"Preparemos el futuro de la vida: ambientes saludables para los niños"

Día Mundial de la Salud 2003

 

 

 

 

 

 

El mundo de un niño se centra en su hogar, su escuela y su comunidad local. Estos deberían ser lugares saludables, donde los niños pudieran desarrollarse a salvo de enfermedades.

Sin embargo, en la práctica, estos lugares suelen ser tan poco saludables que son la causa principal de la mayoría de las muertes y de una inmensa carga de morbilidad entre los niños del mundo en desarrollo. Más de cinco millones de niños de 0 a 14 años de edad mueren cada año por causa de enfermedades relacionadas con el entorno donde viven, estudian y juegan: su hogar, su escuela y su comunidad.

Un ambiente degradado es caldo de cultivo de gérmenes, gusanos, lombrices e insectos que transmiten enfermedades. Enfermedades como el paludismo, la esquistosomiasis, la fiebre del dengue y el cólera debilitan a 500 millones de niños en el mundo entero.

La pobreza persistente, los conflictos, los desastres naturales y provocados por el hombre y la desigualdad social agravan muchas de las amenazas ambientales para la salud de los niños. Los niños más afectados son los del mundo en desarrollo, pero muchos niños del mundo más desarrollado, incluso de los países más ricos, también están expuestos a riesgos.

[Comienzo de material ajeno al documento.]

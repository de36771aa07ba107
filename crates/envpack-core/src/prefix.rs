//! Prefix and path primitives.
//!
//! An installed environment embeds the absolute path it was installed at
//! (the *source prefix*) in shell scripts, config files, and compiled
//! binaries. Everything in this module is about finding that byte sequence
//! and computing where things should point instead.

use std::path::{Component, Path, PathBuf};

use crate::error::{PackError, Result};

/// Number of bytes sniffed from the head of a file to decide text vs binary.
pub const TEXT_SNIFF_LEN: usize = 1024;

/// How much of an unmanaged file is scanned for the source prefix before
/// falling back to a full-file scan.
pub const PREFIX_SCAN_LEN: usize = 64 * 1024;

/// Build the default destination prefix used when the caller does not pick
/// one: a neutral path padded out to 255 bytes so it can be patched down to
/// any realistic deploy target by the unpack runner.
pub fn default_dest_prefix() -> String {
    let mut s = String::from("/opt/env");
    while s.len() < 255 {
        s.push_str("_placehold");
    }
    s.truncate(255);
    s
}

/// Normalize an environment prefix: must be absolute, trailing separators
/// and `.` components are dropped.
///
/// # Errors
///
/// Returns [`PackError::Config`] for relative paths or paths containing
/// `..` components.
pub fn normalize_prefix(prefix: &Path) -> Result<PathBuf> {
    if !prefix.is_absolute() {
        return Err(PackError::config(format!(
            "prefix must be an absolute path, got '{}'",
            prefix.display()
        )));
    }
    let mut out = PathBuf::new();
    for comp in prefix.components() {
        match comp {
            Component::CurDir => {}
            Component::ParentDir => {
                return Err(PackError::config(format!(
                    "prefix must not contain '..': '{}'",
                    prefix.display()
                )));
            }
            other => out.push(other.as_os_str()),
        }
    }
    Ok(out)
}

/// Heuristic text check: a file sniffs as text when its first
/// [`TEXT_SNIFF_LEN`] bytes contain no NUL.
pub fn looks_like_text(head: &[u8]) -> bool {
    let sniff = &head[..head.len().min(TEXT_SNIFF_LEN)];
    !sniff.contains(&0)
}

/// Byte-exact substring search for a placeholder.
///
/// Placeholders are the literal bytes the package manager wrote at install
/// time, so this is `memmem`, never a regex or any encoding-aware match.
pub fn find_placeholder(haystack: &[u8], placeholder: &[u8]) -> Option<usize> {
    if placeholder.is_empty() {
        return None;
    }
    memchr::memmem::find(haystack, placeholder)
}

/// Whether `haystack` contains `placeholder` anywhere.
pub fn contains_placeholder(haystack: &[u8], placeholder: &[u8]) -> bool {
    find_placeholder(haystack, placeholder).is_some()
}

/// Compute a relative path from `from_dir` to `to_path`.
///
/// Both arguments must be absolute paths. The function walks up from
/// `from_dir` to the common ancestor and then descends into `to_path`.
///
/// Example: `relative_path("/a/b/c", "/a/b/d/e")` returns `"../d/e"`.
pub fn relative_path(from_dir: &Path, to_path: &Path) -> PathBuf {
    let from_components: Vec<_> = from_dir.components().collect();
    let to_components: Vec<_> = to_path.components().collect();

    let common_len = from_components
        .iter()
        .zip(to_components.iter())
        .take_while(|(a, b)| a == b)
        .count();

    let mut result = PathBuf::new();
    for _ in common_len..from_components.len() {
        result.push("..");
    }
    for part in &to_components[common_len..] {
        result.push(part);
    }
    result
}

/// Rewrite an absolute symlink target that points inside the source prefix
/// into a link relative to the symlink's own directory within the archive.
///
/// Targets outside the prefix are left alone (returned as `None`) and the
/// symlink ships with its absolute target untouched.
pub fn retarget_symlink(prefix: &Path, link_rel: &Path, target: &Path) -> Option<PathBuf> {
    if !target.is_absolute() {
        return None;
    }
    let suffix = target.strip_prefix(prefix).ok()?;
    // The link's directory, expressed absolutely under the prefix, so both
    // sides of relative_path share a root.
    let link_dir = link_rel.parent().map_or_else(|| prefix.to_path_buf(), |p| prefix.join(p));
    Some(relative_path(&link_dir, &prefix.join(suffix)))
}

Los niños son especialmente vulnerables. En la etapa de crecimiento y desarrollo se presentan "ventanas de susceptibilidad": periodos en los que los órganos y sistemas pueden ser particularmente sensibles a los efectos de determinados riesgos ambientales.

Algunas enfermedades provocadas por el ambiente causan discapacidades a largo plazo; otras tiene efectos inmediatos a corto plazo. Algunas pueden provocar ceguera, enfermedades invalidantes y retraso mental. Los niños que padecen enfermedades crónicas o los niños discapacitados no pueden asistir a la escuela regularmente, y su desarrollo social e intelectual se resiente.

A su vez, esta enorme carga de falta de salud entre los niños limita el desarrollo social y económico de su país. Los pequeños que padecen enfermedades crónicas y los niños con discapacidades a largo plazo no serán adultos saludables y productivos. Las personas constituyen el recurso más importante de un país, y son esenciales para lograr un desarrollo sostenible.

En la actualidad, la carga económica de las enfermedades relacionadas con el medio ambiente es enorme. Por el contrario, cuando se reducen los riesgos ambientales, los beneficios financieros son considerables. Las investigaciones realizadas indican que sólo con que las autoridades redujeran en un 10% las partículas presentes en el aire, la ciudad de México podría ahorrar no menos de US$2000 millones al año. En los Estados Unidos de América, los niños ya se están beneficiando de antiguas políticas de fomento de la gasolina sin plomo, que han permitido reducir su exposición a este metal. Según un informe, se calcula que las ganancias económicas para la cohorte de niños de cada año son de US$110000 millones a US$319000 millones.

Los niños son particularmente vulnerables a los peligros ambientales, pues están en continuo crecimiento y consumen más alimentos, aire y agua que los que consumen los adultos en proporción a su peso. Sus sistemas inmunitario, reproductor, digestivo y nervioso central aún están en desarrollo. Se encuentran más cerca del suelo, donde se acumulan la mayor parte del polvo y las sustancias químicas. Las características propias de los niños, como su curiosidad natural y su falta de conocimientos, agravan la situación. Los niños pueden también estar expuestos a peligros ambientales antes de nacer, por ejemplo, por la adicción de la madre al tabaco y a otras sustancias. La exposición a riesgos ambientales en etapas tempranas del desarrollo puede provocar daños irreversibles.

El sufrimiento de los niños causado por los peligros ambientales no es inevitable. Existen soluciones; la mayor parte de la morbilidad y la mortalidad relacionada con el medio ambiente se puede prevenir. Nunca antes se había contado con tanta variedad de herramientas y estrategias para proteger a los niños frente a los peligros que acechan en su entorno. La Alianza Ambientes Saludables para los Niños movilizará esas herramientas y estrategias mediante un movimiento a escala mundial, en el que participan una amplia variedad de interesados, aprovechando las tareas que ya se están realizando.